Why These Setups Matter
Three different stocks, three different setups, three different decisions. FMG looks like a confirmed breakout play. GMG is a potential reversal trade waiting for confirmation. CBA is a "wait for better prices" situation. Recognising which type of setup you're trading is exactly what separates traders who consistently profit from those who consistently struggle.
The single most expensive mistake retail investors make is treating every stock the same way. They buy on the dip without distinguishing between a healthy pullback and the start of a sustained downtrend. They confuse cheap prices with bargain prices, when the two are very different things. They hold buy-and-hold positions through structural breakdowns that proper risk management would have flagged early.

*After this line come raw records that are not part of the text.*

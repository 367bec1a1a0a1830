// This Source Code Form is subject to the terms of the Mozilla Public
// License, v. 2.0. If a copy of the MPL was not distributed with this
// file, You can obtain one at https://mozilla.org/MPL/2.0/.

mod cli;

fn main() {
    std::process::exit(match cli::run_cli() {
        Ok(_) => 0,
        Err(err) => {
            eprintln!("{}", err);
            1
        }
    });
}
use thiserror::Error;

#[derive(Error, Debug)]
pub enum VenueError {
    #[error("API request failed: {0}")]
    ApiError(#[from] reqwest::Error),

    #[error("Upstream returned status {status} for {endpoint}")]
    UpstreamStatus { status: u16, endpoint: String },

    #[error("IO error: {0}")]
    IoError(#[from] std::io::Error),

    #[error("Serialization error: {0}")]
    SerializationError(#[from] serde_json::Error),

    #[error("Invalid value for '{field}' ({value}): {reason}")]
    InvalidConfigValueError {
        field: String,
        value: String,
        reason: String,
    },

    #[error("Missing required configuration field: {field}")]
    MissingConfigError { field: String },

    #[error("Configuration validation failed for '{field}': {message}")]
    ConfigValidationError { field: String, message: String },

    #[error("Invalid venue {id}: {reason}")]
    InvalidVenue { id: i64, reason: String },

    #[error("Undo window has expired")]
    UndoExpired,
}

#[derive(Debug, Clone, Copy, PartialEq, Eq)]
pub enum ErrorCategory {
    Network,
    Storage,
    Configuration,
    Data,
    User,
}

#[derive(Debug, Clone, Copy, PartialEq, Eq, PartialOrd, Ord)]
pub enum ErrorSeverity {
    Low,
    Medium,
    High,
    Critical,
}

impl VenueError {
    pub fn category(&self) -> ErrorCategory {
        match self {
            VenueError::ApiError(_) | VenueError::UpstreamStatus { .. } => ErrorCategory::Network,
            VenueError::IoError(_) => ErrorCategory::Storage,
            VenueError::SerializationError(_) | VenueError::InvalidVenue { .. } => {
                ErrorCategory::Data
            }
            VenueError::InvalidConfigValueError { .. }
            | VenueError::MissingConfigError { .. }
            | VenueError::ConfigValidationError { .. } => ErrorCategory::Configuration,
            VenueError::UndoExpired => ErrorCategory::User,
        }
    }

    pub fn severity(&self) -> ErrorSeverity {
        match self.category() {
            ErrorCategory::User => ErrorSeverity::Low,
            ErrorCategory::Network => ErrorSeverity::Medium,
            ErrorCategory::Data => ErrorSeverity::High,
            ErrorCategory::Storage | ErrorCategory::Configuration => ErrorSeverity::Critical,
        }
    }

    pub fn recovery_suggestion(&self) -> &'static str {
        match self.category() {
            ErrorCategory::Network => "Check the venue API endpoint and your network connection, then retry",
            ErrorCategory::Storage => "Check that the storage path exists and is writable",
            ErrorCategory::Configuration => "Review the command-line flags or the TOML configuration file",
            ErrorCategory::Data => "The venue data is malformed; verify the API response format",
            ErrorCategory::User => "The action can no longer be undone",
        }
    }

    pub fn user_friendly_message(&self) -> String {
        match self {
            VenueError::ApiError(_) | VenueError::UpstreamStatus { .. } => {
                "Could not load venues from the server".to_string()
            }
            VenueError::IoError(e) => format!("Could not access local storage: {}", e),
            VenueError::UndoExpired => "Too late to undo that removal".to_string(),
            other => other.to_string(),
        }
    }
}

pub type Result<T> = std::result::Result<T, VenueError>;
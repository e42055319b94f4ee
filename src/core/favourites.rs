use crate::core::KeyValueStore;
use crate::domain::model::{FavouriteIds, VenueRecord};
use crate::utils::error::{Result, VenueError};
use std::borrow::Borrow;
use std::time::Duration;
use tokio::time::Instant;

pub const DEFAULT_FAVOURITES_KEY: &str = "favorites";
pub const DEFAULT_UNDO_WINDOW: Duration = Duration::from_secs(5);

/// Handle for reverting one favourite removal.
#[derive(Debug, Clone)]
pub struct UndoToken {
    pub removed_id: i64,
    previous: FavouriteIds,
    expires_at: Instant,
}

impl UndoToken {
    pub fn is_expired(&self) -> bool {
        Instant::now() >= self.expires_at
    }
}

pub struct FavouritesManager<K: KeyValueStore> {
    store: K,
    key: String,
    undo_window: Duration,
}

impl<K: KeyValueStore> FavouritesManager<K> {
    pub fn new(store: K, key: impl Into<String>) -> Self {
        Self {
            store,
            key: key.into(),
            undo_window: DEFAULT_UNDO_WINDOW,
        }
    }

    pub fn with_undo_window(mut self, undo_window: Duration) -> Self {
        self.undo_window = undo_window;
        self
    }

    pub fn key(&self) -> &str {
        &self.key
    }

    pub async fn try_load(&self) -> Result<FavouriteIds> {
        match self.store.get(&self.key).await? {
            Some(raw) => {
                let ids: FavouriteIds = serde_json::from_str(&raw)?;
                // collecting drops duplicates a hand-edited file may contain
                Ok(ids.iter().collect())
            }
            None => Ok(FavouriteIds::new()),
        }
    }

    /// Loads the persisted favourites, falling back to an empty set when the
    /// store cannot be read or holds something unparseable.
    pub async fn load(&self) -> FavouriteIds {
        match self.try_load().await {
            Ok(ids) => {
                tracing::debug!(count = ids.len(), key = %self.key, "loaded favourites");
                ids
            }
            Err(e) => {
                tracing::warn!(key = %self.key, "Failed to load favourites: {}", e);
                FavouriteIds::new()
            }
        }
    }

    pub async fn save(&self, ids: &FavouriteIds) -> Result<()> {
        let raw = serde_json::to_string(ids)?;
        self.store.set(&self.key, &raw).await?;
        tracing::debug!(count = ids.len(), key = %self.key, "saved favourites");
        Ok(())
    }

    pub fn toggle(&self, venue_id: i64, ids: &FavouriteIds) -> FavouriteIds {
        let mut updated = ids.clone();
        updated.toggle(venue_id);
        updated
    }

    pub fn is_favourite(&self, venue_id: i64, ids: &FavouriteIds) -> bool {
        ids.contains(venue_id)
    }

    /// Toggles `venue_id` in the persisted set. A read failure is returned
    /// as-is so the stored list is never overwritten from an empty fallback.
    pub async fn toggle_and_save(&self, venue_id: i64) -> Result<FavouriteIds> {
        let current = self.try_load().await?;
        let updated = self.toggle(venue_id, &current);
        self.save(&updated).await?;
        tracing::info!(
            venue_id,
            favourite = updated.contains(venue_id),
            "toggled favourite"
        );
        Ok(updated)
    }

    /// Removes `venue_id` and persists the result. The returned token can
    /// restore the previous set until the undo window closes.
    pub async fn remove_with_undo(
        &self,
        venue_id: i64,
        ids: &FavouriteIds,
    ) -> Result<(FavouriteIds, UndoToken)> {
        let mut updated = ids.clone();
        updated.remove(venue_id);
        self.save(&updated).await?;

        let token = UndoToken {
            removed_id: venue_id,
            previous: ids.clone(),
            expires_at: Instant::now() + self.undo_window,
        };
        Ok((updated, token))
    }

    /// Removes the most recently favourited venue, if any.
    pub async fn remove_last_with_undo(&self) -> Result<Option<(FavouriteIds, UndoToken)>> {
        let current = self.try_load().await?;
        match current.last_added() {
            Some(venue_id) => {
                let removed = self.remove_with_undo(venue_id, &current).await?;
                tracing::info!(venue_id, "removed last favourite");
                Ok(Some(removed))
            }
            None => Ok(None),
        }
    }

    pub async fn undo(&self, token: UndoToken) -> Result<FavouriteIds> {
        if token.is_expired() {
            return Err(VenueError::UndoExpired);
        }
        self.save(&token.previous).await?;
        tracing::info!(venue_id = token.removed_id, "restored favourite");
        Ok(token.previous)
    }
}

/// Resolves favourite ids to venues, most recently favourited first. Ids
/// without a matching venue are skipped.
pub fn favourite_venues<T>(venues: &[T], ids: &FavouriteIds) -> Vec<T>
where
    T: Borrow<VenueRecord> + Clone,
{
    ids.iter()
        .rev()
        .filter_map(|id| venues.iter().find(|&venue| venue.borrow().id == id).cloned())
        .collect()
}

#[cfg(test)]
mod tests {
    use super::*;
    use std::collections::HashMap;
    use std::sync::Arc;
    use std::sync::atomic::{AtomicBool, Ordering};
    use tokio::sync::Mutex;
    use tokio_test::{assert_err, assert_ok};

    #[derive(Clone, Default)]
    struct MockStore {
        values: Arc<Mutex<HashMap<String, String>>>,
    }

    impl MockStore {
        async fn raw(&self, key: &str) -> Option<String> {
            self.values.lock().await.get(key).cloned()
        }
    }

    impl KeyValueStore for MockStore {
        async fn get(&self, key: &str) -> Result<Option<String>> {
            Ok(self.values.lock().await.get(key).cloned())
        }

        async fn set(&self, key: &str, value: &str) -> Result<()> {
            self.values
                .lock()
                .await
                .insert(key.to_string(), value.to_string());
            Ok(())
        }
    }

    /// Serves writes normally but can be switched to fail every read.
    #[derive(Clone, Default)]
    struct FlakyStore {
        inner: MockStore,
        fail_reads: Arc<AtomicBool>,
    }

    impl KeyValueStore for FlakyStore {
        async fn get(&self, key: &str) -> Result<Option<String>> {
            if self.fail_reads.load(Ordering::SeqCst) {
                return Err(VenueError::IoError(std::io::Error::new(
                    std::io::ErrorKind::Interrupted,
                    "keychain busy",
                )));
            }
            self.inner.get(key).await
        }

        async fn set(&self, key: &str, value: &str) -> Result<()> {
            self.inner.set(key, value).await
        }
    }

    struct BrokenStore;

    impl KeyValueStore for BrokenStore {
        async fn get(&self, _key: &str) -> Result<Option<String>> {
            Err(VenueError::IoError(std::io::Error::new(
                std::io::ErrorKind::PermissionDenied,
                "keychain locked",
            )))
        }

        async fn set(&self, _key: &str, _value: &str) -> Result<()> {
            Err(VenueError::IoError(std::io::Error::new(
                std::io::ErrorKind::PermissionDenied,
                "keychain locked",
            )))
        }
    }

    fn manager() -> (MockStore, FavouritesManager<MockStore>) {
        let store = MockStore::default();
        (store.clone(), FavouritesManager::new(store, DEFAULT_FAVOURITES_KEY))
    }

    #[tokio::test]
    async fn test_missing_key_loads_empty() {
        let (_, favourites) = manager();
        assert!(favourites.load().await.is_empty());
    }

    #[tokio::test]
    async fn test_toggle_and_save_round_trip() {
        let (store, favourites) = manager();
        assert_ok!(favourites.toggle_and_save(4).await);
        assert_ok!(favourites.toggle_and_save(9).await);
        assert_eq!(store.raw("favorites").await.as_deref(), Some("[4,9]"));

        let ids = favourites.toggle_and_save(4).await.unwrap();
        assert_eq!(ids.as_slice(), &[9]);
        assert_eq!(favourites.load().await, ids);
        assert!(favourites.is_favourite(9, &ids));
        assert!(!favourites.is_favourite(4, &ids));
    }

    #[tokio::test]
    async fn test_corrupt_value_degrades_to_empty() {
        let (store, favourites) = manager();
        store.set("favorites", "{not json").await.unwrap();
        assert!(favourites.try_load().await.is_err());
        assert!(favourites.load().await.is_empty());
    }

    #[tokio::test]
    async fn test_duplicates_in_store_are_dropped() {
        let (store, favourites) = manager();
        store.set("favorites", "[3,1,3,2,1]").await.unwrap();
        assert_eq!(favourites.load().await.as_slice(), &[3, 1, 2]);
    }

    #[tokio::test]
    async fn test_broken_store() {
        let favourites = FavouritesManager::new(BrokenStore, "favorites");
        assert!(favourites.load().await.is_empty());
        assert_err!(favourites.save(&FavouriteIds::new()).await);
        assert_err!(favourites.toggle_and_save(1).await);
    }

    #[tokio::test]
    async fn test_toggle_after_failed_read_keeps_stored_list() {
        let store = FlakyStore::default();
        let favourites = FavouritesManager::new(store.clone(), "favorites");
        store.set("favorites", "[1,2,3]").await.unwrap();
        store.fail_reads.store(true, Ordering::SeqCst);

        assert_err!(favourites.toggle_and_save(4).await);
        assert_eq!(store.inner.raw("favorites").await.as_deref(), Some("[1,2,3]"));

        store.fail_reads.store(false, Ordering::SeqCst);
        let ids = favourites.toggle_and_save(4).await.unwrap();
        assert_eq!(ids.as_slice(), &[1, 2, 3, 4]);
    }

    #[tokio::test]
    async fn test_corrupt_value_blocks_toggle() {
        let (store, favourites) = manager();
        store.set("favorites", "{not json").await.unwrap();
        assert_err!(favourites.toggle_and_save(4).await);
        assert_eq!(store.raw("favorites").await.as_deref(), Some("{not json"));
    }

    #[tokio::test(start_paused = true)]
    async fn test_remove_last_removes_most_recent_and_can_be_undone() {
        let (_, favourites) = manager();
        assert!(favourites.remove_last_with_undo().await.unwrap().is_none());

        let ids: FavouriteIds = [5, 8, 2].into_iter().collect();
        favourites.save(&ids).await.unwrap();

        let (updated, token) = favourites.remove_last_with_undo().await.unwrap().unwrap();
        assert_eq!(token.removed_id, 2);
        assert_eq!(updated.as_slice(), &[5, 8]);
        assert_eq!(favourites.load().await, updated);

        let restored = favourites.undo(token).await.unwrap();
        assert_eq!(restored.as_slice(), &[5, 8, 2]);
    }

    #[tokio::test(start_paused = true)]
    async fn test_undo_inside_window_restores_previous_set() {
        let (_, favourites) = manager();
        let ids: FavouriteIds = [1, 2, 3].into_iter().collect();
        favourites.save(&ids).await.unwrap();

        let (updated, token) = favourites.remove_with_undo(2, &ids).await.unwrap();
        assert_eq!(updated.as_slice(), &[1, 3]);
        assert_eq!(favourites.load().await, updated);

        tokio::time::sleep(Duration::from_secs(4)).await;
        let restored = favourites.undo(token).await.unwrap();
        assert_eq!(restored.as_slice(), &[1, 2, 3]);
        assert_eq!(favourites.load().await, restored);
    }

    #[tokio::test(start_paused = true)]
    async fn test_undo_after_window_fails() {
        let (_, favourites) = manager();
        let favourites = favourites.with_undo_window(Duration::from_secs(2));
        let ids: FavouriteIds = [7].into_iter().collect();

        let (_, token) = favourites.remove_with_undo(7, &ids).await.unwrap();
        tokio::time::sleep(Duration::from_secs(3)).await;
        assert!(token.is_expired());
        assert!(matches!(
            favourites.undo(token).await,
            Err(VenueError::UndoExpired)
        ));
        assert!(favourites.load().await.is_empty());
    }

    #[test]
    fn test_favourite_venues_most_recent_first() {
        let venues = vec![
            VenueRecord::new(1, "Arena A", "", 5.0),
            VenueRecord::new(2, "Arena B", "", 2.0),
            VenueRecord::new(3, "Arena C", "", 2.0),
        ];
        let ids: FavouriteIds = [3, 99, 1].into_iter().collect();

        let resolved: Vec<i64> = favourite_venues(&venues, &ids).iter().map(|v| v.id).collect();
        assert_eq!(resolved, vec![1, 3]);
    }
}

This is precisely why Wealth Within's free book How to Beat the Managed Funds by 20% has been such a game-changer for so many investors over the past two decades. During the GFC, countless people credited the book's simple momentum and trend line techniques with saving their retirement savings, because the techniques are timeless and they work in every market condition.
For traders ready to take their analysis even further, the Advanced stock trading course builds on Diploma foundations with time analysis, Elliott Wave techniques, and portfolio construction principles. You can also explore the full ASX video library for ongoing weekly market analysis, or learn more about Wealth Within and our 24 plus year track record.
Final Thoughts
Three of Australia's biggest stocks are trading at prices that look unusually cheap compared to recent history. Whether or not they deliver substantial upside from here depends on what happens at very specific technical levels. Fortescue needs to hold its breakout, Goodman Group needs to break its downward momentum at $32, and CBA needs to either bounce from $150 or pull back to a more attractive entry around $130.
The traders who profit from setups like these aren't the ones who guess. They're the ones who wait for confirmation, respect technical levels, manage risk with defined stops, and recognise that being patient is often the highest-paying skill in markets. With the right analytical framework, beaten-up blue chips can become some of the most rewarding opportunities the ASX offers.
Disclaimer: This article is general in nature and does not constitute personal financial advice. Always conduct your own research or consult a licensed adviser before making investment decisions.